*Exercise objective*. Check each line of the entries below for the string "NotConnected"; copy every line where it appears.

* * * * * * *

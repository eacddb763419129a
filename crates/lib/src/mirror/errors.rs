//! Error types for the mirror module.

use thiserror::Error;

/// Errors that can occur when using a client mirror.
#[non_exhaustive]
#[derive(Debug, Error)]
pub enum MirrorError {
    /// The mirror has no transport, or its transport has closed.
    #[error("Mirror '{name}' is not connected")]
    NotConnected {
        /// Name of the mirrored object
        name: String,
    },

    /// `connect` was called on a mirror that is already connected.
    #[error("Mirror '{name}' is already connected")]
    AlreadyConnected {
        /// Name of the mirrored object
        name: String,
    },
}

impl MirrorError {
    /// Check if this error means the mirror needs to connect first.
    pub fn is_not_connected(&self) -> bool {
        matches!(self, MirrorError::NotConnected { .. })
    }

    /// Get the mirrored object's name.
    pub fn name(&self) -> &str {
        match self {
            MirrorError::NotConnected { name } | MirrorError::AlreadyConnected { name } => name,
        }
    }
}

impl From<MirrorError> for crate::Error {
    fn from(err: MirrorError) -> Self {
        crate::Error::Mirror(err)
    }
}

* * * * * * *

*Written response*.
    NotConnected {
        matches!(self, MirrorError::NotConnected { .. })
            MirrorError::NotConnected { name } | MirrorError::AlreadyConnected { name } => name,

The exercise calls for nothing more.